100% positive Bewertungen sind bei kleineren Ebay-Anbietern keine Seltenheit, aber auch „Power-Seller“ mit vielen 100.000 Transaktionen kommen meist auf Werte zwischen 98 und 99,8 Prozent positives Kunden-Feedback.
Ich bin immer davon ausgegangen, die Händler seien so erfolgreich, weil sie so gut bewertet werden. Ich selbst treffe Entscheidungen zwischen zwei Offerten zum ähnlichen Preis oft auch aufgrund der Menge an positiven Bewertungen. Denn bei mir gibt es positives Feedback nur für außergewöhnlich guten Service. Werde ich einfach zufriedenstellend bedient, spare ich mir die Zeit für das Bewertungsprocedere.

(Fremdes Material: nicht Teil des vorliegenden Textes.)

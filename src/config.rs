//! Configuration resolution and constants.
//!
//! Settings come from command-line flags with environment-variable fallbacks
//! (`PORT`, `NODE_ENV`, `LOG_LEVEL`, ...). They are resolved exactly once at
//! startup into an [`AppConfig`], which is handed by value to the logger and
//! the HTTP server. Nothing re-reads the environment after that point.

use std::path::PathBuf;

use clap::{Parser, ValueEnum};
use tracing::level_filters::LevelFilter;
use tracing_subscriber::filter::Directive;
use tracing_subscriber::EnvFilter;

use crate::logging::UNCAUGHT_TARGET;

// =============================================================================
// HTTP
// =============================================================================

/// Default bind address (all interfaces, as expected inside a container)
pub const DEFAULT_HOST: &str = "0.0.0.0";

/// Default listen port
pub const DEFAULT_PORT: u16 = 3000;

/// Header carrying the correlation id, in both directions
pub const REQUEST_ID_HEADER: &str = "x-request-id";

/// Liveness probes must never be answered from a cache
pub const CACHE_CONTROL_HEALTH: &str = "no-store";

/// Status recorded for requests the client abandoned before a response
pub const CLIENT_CLOSED_REQUEST: u16 = 499;

/// Body message of the root endpoint
pub const ROOT_MESSAGE: &str = "This is for kubernetes deployment";

// =============================================================================
// Service Identity
// =============================================================================

pub const DEFAULT_SERVICE_NAME: &str = "containership";
pub const DEFAULT_SERVICE_VERSION: &str = "1.0.0";
pub const DEFAULT_ENVIRONMENT: &str = "development";

/// The only environment in which file sinks may be enabled
pub const PRODUCTION_ENVIRONMENT: &str = "production";

/// Reported when HOSTNAME is not set
pub const DEFAULT_HOSTNAME: &str = "unknown";

// =============================================================================
// Logging
// =============================================================================

/// Directory holding the rotating log files
pub const DEFAULT_LOG_DIR: &str = "/var/log/app";

/// Error-only sink file name
pub const ERROR_LOG_FILE: &str = "error.log";

/// All-levels sink file name
pub const COMBINED_LOG_FILE: &str = "combined.log";

/// Size cap of a single log file before it is rotated (100 MiB)
pub const LOG_FILE_MAX_BYTES: u64 = 100 * 1024 * 1024;

/// Files retained for the error sink, including the active one
pub const ERROR_LOG_MAX_FILES: usize = 5;

/// Files retained for the combined sink, including the active one
pub const COMBINED_LOG_MAX_FILES: usize = 10;

/// Logged in place of sensitive header values
pub const REDACTED: &str = "[REDACTED]";

/// containership: a minimal HTTP service for container platforms
#[derive(Parser, Debug, Clone)]
#[command(name = "containership", version, about)]
pub struct Args {
    /// Address to bind the HTTP server to
    #[arg(long, env = "HOST", default_value = DEFAULT_HOST)]
    pub host: String,

    /// Port to listen on
    #[arg(short, long, env = "PORT", default_value_t = DEFAULT_PORT)]
    pub port: u16,

    /// Deployment environment; "development" selects human-readable logs
    #[arg(short, long, env = "NODE_ENV", default_value = DEFAULT_ENVIRONMENT)]
    pub environment: String,

    /// Service name attached to every log record
    #[arg(long, env = "SERVICE_NAME", default_value = DEFAULT_SERVICE_NAME)]
    pub service_name: String,

    /// Service version attached to every log record
    #[arg(long, env = "SERVICE_VERSION", default_value = DEFAULT_SERVICE_VERSION)]
    pub service_version: String,

    /// Minimum severity emitted
    #[arg(
        short,
        long,
        env = "LOG_LEVEL",
        value_enum,
        ignore_case = true,
        default_value_t = LogLevel::Info
    )]
    pub log_level: LogLevel,

    /// Full filter directive, overrides --log-level (e.g. "containership=debug,tower_http=info")
    #[arg(long, env = "RUST_LOG")]
    pub log_filter: Option<String>,

    /// Write rotating log files ("true" to enable; production only)
    #[arg(
        long,
        env = "LOG_TO_FILE",
        default_value = "false",
        action = clap::ArgAction::Set,
        value_parser = parse_enabled
    )]
    pub log_to_file: bool,

    /// Directory for rotating log files
    #[arg(long, env = "LOG_DIR", default_value = DEFAULT_LOG_DIR)]
    pub log_dir: PathBuf,

    /// Host name reported in log records
    #[arg(long, env = "HOSTNAME", default_value = DEFAULT_HOSTNAME)]
    pub hostname: String,
}

/// Only the literal "true" enables a switch, anything else leaves it off.
fn parse_enabled(value: &str) -> Result<bool, String> {
    Ok(value == "true")
}

/// Minimum severity of emitted records.
#[derive(Debug, Clone, Copy, PartialEq, Eq, ValueEnum)]
pub enum LogLevel {
    Debug,
    Info,
    Warn,
    Error,
}

impl LogLevel {
    pub fn as_str(&self) -> &'static str {
        match self {
            LogLevel::Debug => "debug",
            LogLevel::Info => "info",
            LogLevel::Warn => "warn",
            LogLevel::Error => "error",
        }
    }
}

impl From<LogLevel> for LevelFilter {
    fn from(level: LogLevel) -> Self {
        match level {
            LogLevel::Debug => LevelFilter::DEBUG,
            LogLevel::Info => LevelFilter::INFO,
            LogLevel::Warn => LevelFilter::WARN,
            LogLevel::Error => LevelFilter::ERROR,
        }
    }
}

/// Console output format.
#[derive(Debug, Clone, Copy, PartialEq, Eq)]
pub enum LogFormat {
    /// Colorized, multi-line metadata for humans
    Pretty,
    /// Single-line JSON for log shippers
    Json,
}

impl LogFormat {
    /// "development" gets pretty output, every other environment gets JSON.
    pub fn for_environment(environment: &str) -> Self {
        if environment == DEFAULT_ENVIRONMENT {
            LogFormat::Pretty
        } else {
            LogFormat::Json
        }
    }
}

#[derive(Debug, Clone)]
pub struct AppConfig {
    /// HTTP server configuration
    pub http: HttpServerConfig,
    /// Identity merged into every log record
    pub service: ServiceMetadata,
    /// Logging configuration
    pub logging: LoggingConfig,
}

/// HTTP server configuration
#[derive(Debug, Clone)]
pub struct HttpServerConfig {
    pub host: String,
    pub port: u16,
}

/// Default metadata attached to every log record.
#[derive(Debug, Clone, PartialEq, Eq)]
pub struct ServiceMetadata {
    pub name: String,
    pub version: String,
    pub environment: String,
    pub hostname: String,
    pub pid: u32,
}

impl ServiceMetadata {
    pub fn is_production(&self) -> bool {
        self.environment == PRODUCTION_ENVIRONMENT
    }
}

/// Logging configuration
#[derive(Debug, Clone)]
pub struct LoggingConfig {
    /// Minimum severity, used when no filter directive is given
    pub level: LogLevel,
    /// Explicit `EnvFilter` directive taking precedence over `level`
    pub filter: Option<String>,
    /// Console format
    pub format: LogFormat,
    /// Rotating file sinks; only ever set in production
    pub files: Option<FileSinkConfig>,
}

impl LoggingConfig {
    /// Builds the filter: explicit directive first, then the level.
    ///
    /// Uncaught panic records pass at `error` whatever the directive says.
    pub fn env_filter(&self) -> Result<EnvFilter, ConfigError> {
        let filter = match &self.filter {
            Some(directive) => EnvFilter::try_new(directive).map_err(|e| {
                ConfigError::Validation(format!("invalid log filter '{}': {}", directive, e))
            })?,
            None => EnvFilter::default().add_directive(LevelFilter::from(self.level).into()),
        };

        let uncaught: Directive = format!("{}=error", UNCAUGHT_TARGET)
            .parse()
            .map_err(|e| ConfigError::Validation(format!("invalid uncaught directive: {}", e)))?;
        Ok(filter.add_directive(uncaught))
    }
}

/// Rotating file sink settings
#[derive(Debug, Clone, PartialEq, Eq)]
pub struct FileSinkConfig {
    pub dir: PathBuf,
    pub max_bytes: u64,
    pub error_max_files: usize,
    pub combined_max_files: usize,
}

impl FileSinkConfig {
    pub fn new(dir: PathBuf) -> Self {
        Self {
            dir,
            max_bytes: LOG_FILE_MAX_BYTES,
            error_max_files: ERROR_LOG_MAX_FILES,
            combined_max_files: COMBINED_LOG_MAX_FILES,
        }
    }

    pub fn error_log_path(&self) -> PathBuf {
        self.dir.join(ERROR_LOG_FILE)
    }

    pub fn combined_log_path(&self) -> PathBuf {
        self.dir.join(COMBINED_LOG_FILE)
    }
}

impl AppConfig {
    pub fn from_args(args: Args) -> Result<Self, ConfigError> {
        if args.host.trim().is_empty() {
            return Err(ConfigError::Validation("HOST must not be empty".to_string()));
        }
        if args.environment.trim().is_empty() {
            return Err(ConfigError::Validation("NODE_ENV must not be empty".to_string()));
        }
        if args.service_name.trim().is_empty() {
            return Err(ConfigError::Validation("SERVICE_NAME must not be empty".to_string()));
        }

        let service = ServiceMetadata {
            name: args.service_name,
            version: args.service_version,
            environment: args.environment,
            hostname: args.hostname,
            pid: std::process::id(),
        };

        // File sinks only make sense where a log shipper tails them
        let files = (args.log_to_file && service.is_production())
            .then(|| FileSinkConfig::new(args.log_dir));

        let logging = LoggingConfig {
            level: args.log_level,
            filter: args.log_filter.filter(|f| !f.trim().is_empty()),
            format: LogFormat::for_environment(&service.environment),
            files,
        };
        logging.env_filter()?;

        Ok(Self {
            http: HttpServerConfig {
                host: args.host,
                port: args.port,
            },
            service,
            logging,
        })
    }
}

#[derive(Debug, thiserror::Error)]
pub enum ConfigError {
    #[error("Configuration error: {0}")]
    Validation(String),
}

Also ging ich bisher davon aus, dass eine so hohe Bewertung mit enormer Kundenzufriedenheit gleichzusetzen ist. Man sollte da besser nicht von sich auf andere schließen.

Die Vorgeschichte
Hinter die Fassade dieser schönen neuen Online-Einkaufswelt musste ich kürzlich etwas unfreiwillig blicken: Mein in die Jahre gekommenes Auto zeigt ständig irritierende Fehlermeldungen an. Ich wollte ein Gerät erwerben, mit dem ich die Fehlercodes auslesen kann, um zu sehen, ob und wie häufig sie sich wiederholen. Passend für mein Smartphone fand ich einen Adapter, der sowohl die Kommunikation mit meiner marktanteilsschwachen Automarke als auch mit meinem spezilellen Modell versprach. Im sehr ausführlich gehaltenen Begleittext stand, der Adapter käme mit einer Gratis-Software und ich könnte damit die Standardcodes auslesen und „optional“ auch tiefer in die einzelnen Baugruppen einsteigen. Da mich letzteres wenig interessierte, kaufte ich den Adapter in Erwartung von Grundfunktionalitäten. Bei der Inbetriebnahme musste ich festestellen, dass vor dem Zugriff aufs Auto ein „In-App-Purchase“ nötig war, um sowohl die Grund- als auch die als „optional“ etikettierten Zusatzfunktionen freizuschalten. Ich kaufte auch die Software und es funktionierte wie versprochen. Dennoch war ich verärgert, weil der Software-Zukauf nocheinmal mehr als halb soviel gekostet hatte wie der Adapter und der Adapter ohne die Software nutzlos war.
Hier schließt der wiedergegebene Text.